Authorities arrested three brothers, ages 50 to 54. One of them, former school bus driver Ariel Castro, owned the home, situated in a poor neighborhood dotted with boarded-up houses. No immediate charges were filed.

The break in the case came when the 27-year-old Berry kicked out the bottom of a locked screen door at the home and used a neighbor's telephone to call police. Choking back tears, she breathlessly told the dispatcher: "Help me. I'm Amanda Berry. I've been kidnapped and I've been missing for 10 years and I'm, I'm here, I'm free now."

Police arrived to find the two other women, along with a 6-year-old girl who authorities said was believed to Berry's daughter. Police would not say who the father was or where the child was born.

Authorities would not say how the women were taken captive, whether they were restrained inside the house or if they had been sexually assaulted. Police said they were trying to be delicate in their questioning of the women, given their ordeal.

Cleveland police came under heavy criticism in a separate case a few years ago following the discovery of 11 bodies in a man's home and backyard in another poor section of the city.

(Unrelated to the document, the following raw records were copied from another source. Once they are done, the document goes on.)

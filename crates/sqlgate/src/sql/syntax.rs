use std::collections::HashSet;
use std::sync::OnceLock;

use super::lexer::Token;

/// Token tree where every balanced `( ... )` pair becomes a `Group`.
#[derive(Debug, Clone, PartialEq, Eq)]
pub enum Node {
    Leaf(Token),
    Group(Vec<Node>),
}

impl Node {
    #[must_use]
    pub fn token(&self) -> Option<&Token> {
        match self {
            Self::Leaf(token) => Some(token),
            Self::Group(_) => None,
        }
    }

    #[must_use]
    pub fn group(&self) -> Option<&[Node]> {
        match self {
            Self::Group(children) => Some(children),
            Self::Leaf(_) => None,
        }
    }

    #[must_use]
    pub fn is_keyword(&self, keyword: &str) -> bool {
        self.token().is_some_and(|token| token.is_keyword(keyword))
    }

    #[must_use]
    pub fn is_any_keyword(&self, keywords: &[&str]) -> bool {
        keywords.iter().any(|keyword| self.is_keyword(keyword))
    }

    #[must_use]
    pub fn is_punct(&self, expected: char) -> bool {
        self.token().is_some_and(|token| token.is_punct(expected))
    }

    #[must_use]
    pub fn identifier(&self) -> Option<&str> {
        self.token().and_then(Token::identifier)
    }

    /// Identifier usable as a name: backtick identifiers always, bare words
    /// unless they are reserved.
    #[must_use]
    pub fn name(&self) -> Option<&str> {
        match self.token()? {
            Token::QuotedIdent(text) => Some(text),
            Token::Word(text) if !is_reserved(text) => Some(text),
            _ => None,
        }
    }
}

/// Splits on `;`, dropping statements that contain no tokens.
#[must_use]
pub fn split_statements(tokens: &[Token]) -> Vec<&[Token]> {
    tokens
        .split(|token| token.is_punct(';'))
        .filter(|statement| !statement.is_empty())
        .collect()
}

/// Groups nested deeper than this stay flat as `(` / `)` leaves.
pub const MAX_GROUP_DEPTH: usize = 128;

/// Builds the parenthesis tree. Stray `)` are dropped and unclosed groups are
/// closed at end of input.
#[must_use]
pub fn parse_nodes(tokens: &[Token]) -> Vec<Node> {
    let mut stack: Vec<Vec<Node>> = vec![Vec::new()];
    let mut flattened = 0usize;
    for token in tokens {
        let open = token.is_punct('(');
        let close = token.is_punct(')');
        if open && stack.len() > MAX_GROUP_DEPTH {
            flattened += 1;
        } else if close && flattened > 0 {
            flattened -= 1;
        } else if open {
            stack.push(Vec::new());
            continue;
        } else if close {
            if stack.len() > 1 {
                close_group(&mut stack);
            }
            continue;
        }
        if let Some(current) = stack.last_mut() {
            current.push(Node::Leaf(token.clone()));
        }
    }
    while stack.len() > 1 {
        close_group(&mut stack);
    }
    stack.pop().unwrap_or_default()
}

fn close_group(stack: &mut Vec<Vec<Node>>) {
    let children = stack.pop().unwrap_or_default();
    if let Some(parent) = stack.last_mut() {
        parent.push(Node::Group(children));
    }
}

/// Splits at top-level commas.
#[must_use]
pub fn split_commas(nodes: &[Node]) -> Vec<&[Node]> {
    nodes
        .split(|node| node.is_punct(','))
        .filter(|item| !item.is_empty())
        .collect()
}

/// True when the group body is a query (`SELECT ...`, `WITH ...`, or a
/// parenthesized query).
#[must_use]
pub fn is_query(nodes: &[Node]) -> bool {
    match nodes.first() {
        Some(Node::Group(inner)) => is_query(inner),
        Some(node) => node.is_any_keyword(&["SELECT", "WITH", "VALUES", "TABLE"]),
        None => false,
    }
}

/// Words that end a table factor or clause and so can never be aliases.
const RESERVED_WORDS: &[&str] = &[
    "ALL", "AND", "AS", "ASC", "BETWEEN", "BY", "CASE", "CROSS", "DESC", "DISTINCT", "ELSE",
    "END", "EXCEPT", "FETCH", "FOR", "FORCE", "FROM", "FULL", "GROUP", "HAVING", "IGNORE", "IN",
    "INNER", "INTERSECT", "INTO", "IS", "JOIN", "LATERAL", "LEFT", "LIKE", "LIMIT", "MINUS",
    "NATURAL", "NOT", "NULL", "OFFSET", "ON", "OR", "ORDER", "OUTER", "PARTITION", "QUALIFY",
    "RIGHT", "SELECT", "SET", "STRAIGHT_JOIN", "TABLESAMPLE", "THEN", "UNION", "USE", "USING",
    "VALUES", "WHEN", "WHERE", "WINDOW", "WITH",
];

/// Words that appear inside expressions without naming a column.
const EXPRESSION_KEYWORDS: &[&str] = &[
    "AGAINST", "ALL", "AND", "ANY", "ARRAY", "AS", "ASC", "AT", "BETWEEN", "BINARY", "BOTH",
    "BY", "CASE", "COLLATE", "CUBE", "CURRENT", "CURRENT_DATE", "CURRENT_ROLE", "CURRENT_TIME",
    "CURRENT_TIMESTAMP", "CURRENT_USER", "DEFAULT", "DESC", "DISTINCT", "DIV", "ELSE", "END",
    "ESCAPE", "EXISTS", "FALSE", "FILTER", "FIRST", "FOLLOWING", "FOR", "FROM", "GLOB", "GROUP",
    "GROUPING", "GROUPS",
    "ILIKE", "IN", "INTERVAL", "IS", "ISNULL", "LAST", "LEADING", "LIKE", "LOCALTIME",
    "LOCALTIMESTAMP", "MATCH", "MOD", "NOT", "NOTNULL", "NULL", "NULLS", "OF", "OR", "ORDER",
    "OVER", "PARTITION", "PRECEDING", "RANGE", "REGEXP", "RLIKE", "ROLLUP", "ROW", "ROWS",
    "SEPARATOR", "SETS",
    "SESSION_USER", "SIMILAR", "SOME", "SYSTEM_USER", "THEN", "TIES", "TO", "TRAILING", "TRUE",
    "UNBOUNDED", "UNKNOWN", "USING", "UTC_DATE", "UTC_TIME", "UTC_TIMESTAMP", "WHEN", "WITH",
    "WITHIN", "XOR", "ZONE",
    // date and interval units
    "MICROSECOND", "SECOND", "MINUTE", "HOUR", "DAY", "WEEK", "MONTH", "QUARTER", "YEAR",
    "SECOND_MICROSECOND", "MINUTE_MICROSECOND", "MINUTE_SECOND", "HOUR_MICROSECOND",
    "HOUR_SECOND", "HOUR_MINUTE", "DAY_MICROSECOND", "DAY_SECOND", "DAY_MINUTE", "DAY_HOUR",
    "YEAR_MONTH", "EPOCH", "DOW", "DOY",
];

fn reserved_set() -> &'static HashSet<&'static str> {
    static SET: OnceLock<HashSet<&'static str>> = OnceLock::new();
    SET.get_or_init(|| RESERVED_WORDS.iter().copied().collect())
}

fn expression_keyword_set() -> &'static HashSet<&'static str> {
    static SET: OnceLock<HashSet<&'static str>> = OnceLock::new();
    SET.get_or_init(|| EXPRESSION_KEYWORDS.iter().copied().collect())
}

#[must_use]
pub fn is_reserved(word: &str) -> bool {
    reserved_set().contains(word.to_ascii_uppercase().as_str())
}

#[must_use]
pub fn is_expression_keyword(word: &str) -> bool {
    expression_keyword_set().contains(word.to_ascii_uppercase().as_str())
}

/// Bare words that could name a column. The lexer already restricts words to
/// identifier shape, so only expression keywords are excluded here.
#[must_use]
pub fn looks_like_column(word: &str) -> bool {
    !is_expression_keyword(word)
}

#[cfg(test)]
mod tests {
    use super::{MAX_GROUP_DEPTH, Node, looks_like_column, parse_nodes, split_statements};
    use crate::sql::lexer::{LexMode, tokenize};

    #[test]
    fn groups_nested_parentheses() {
        let tokens = tokenize("SELECT COUNT(DISTINCT (a)) FROM t", LexMode::STANDARD);
        let nodes = parse_nodes(&tokens);
        assert_eq!(nodes.len(), 5);
        let Node::Group(args) = &nodes[2] else {
            panic!("expected argument group, got {:?}", nodes[2]);
        };
        assert!(matches!(args[1], Node::Group(_)));
    }

    #[test]
    fn tolerates_unbalanced_parentheses() {
        let closed = parse_nodes(&tokenize("SELECT (a", LexMode::STANDARD));
        assert_eq!(closed.len(), 2);
        let stray = parse_nodes(&tokenize("SELECT a)", LexMode::STANDARD));
        assert_eq!(stray.len(), 2);
    }

    #[test]
    fn deep_nesting_is_flattened_past_the_limit() {
        let depth = MAX_GROUP_DEPTH * 4;
        let sql = format!("SELECT {}1{}", "(".repeat(depth), ")".repeat(depth));
        let nodes = parse_nodes(&tokenize(&sql, LexMode::STANDARD));

        let mut levels = 0;
        let mut current = nodes.as_slice();
        while let Some(Node::Group(inner)) = current.iter().find(|node| node.group().is_some()) {
            levels += 1;
            current = inner;
        }
        assert_eq!(levels, MAX_GROUP_DEPTH);
    }

    #[test]
    fn drops_empty_statements() {
        let tokens = tokenize("SELECT 1;; ;", LexMode::STANDARD);
        assert_eq!(split_statements(&tokens).len(), 1);
    }

    #[test]
    fn keywords_do_not_look_like_columns() {
        assert!(looks_like_column("user_id"));
        assert!(looks_like_column("用户名"));
        assert!(!looks_like_column("NULL"));
        assert!(!looks_like_column("current_timestamp"));
    }
}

Neighbors had long complained about foul odors, and the victims' families charged that police didn't take the reports of missing women seriously.

As for whether police this time overlooked hints about the women's fate, city Safety Director Martin Flask said Tuesday morning: "At this point, I can confirm that we have no indications that any of the neighbors, bystanders, witnesses or anyone else has ever called regarding any information, regarding activity that occurred at that house."

However, he said authorities were still checking all databases of calls to police, fire and emergency services.

Two neighbors said Tuesday that they were alarmed enough by what they saw at the house to call police on two occasions.

Elsie Cintron, who lives three houses away, said her daughter once saw a naked woman crawling on her hands and knees in the backyard several years ago and called police. "But they didn't take it seriously," she said.

Another neighbor, Israel Lugo, said he heard pounding on some of the doors of Castro's house, which had plastic bags on the windows, in November 2011. Lugo said officers knocked on the front door, but no one answered. "They walked to side of the house and then left," he said.

Neighbors also said they would see Castro sometimes walking a little girl to a neighborhood playground. And Cintron said she once saw a little girl looking out of the attic window of the house.

"Everyone in the neighborhood did what they had to do," said Lupe Collins, who is close to relatives of the women. "The police didn't do their job."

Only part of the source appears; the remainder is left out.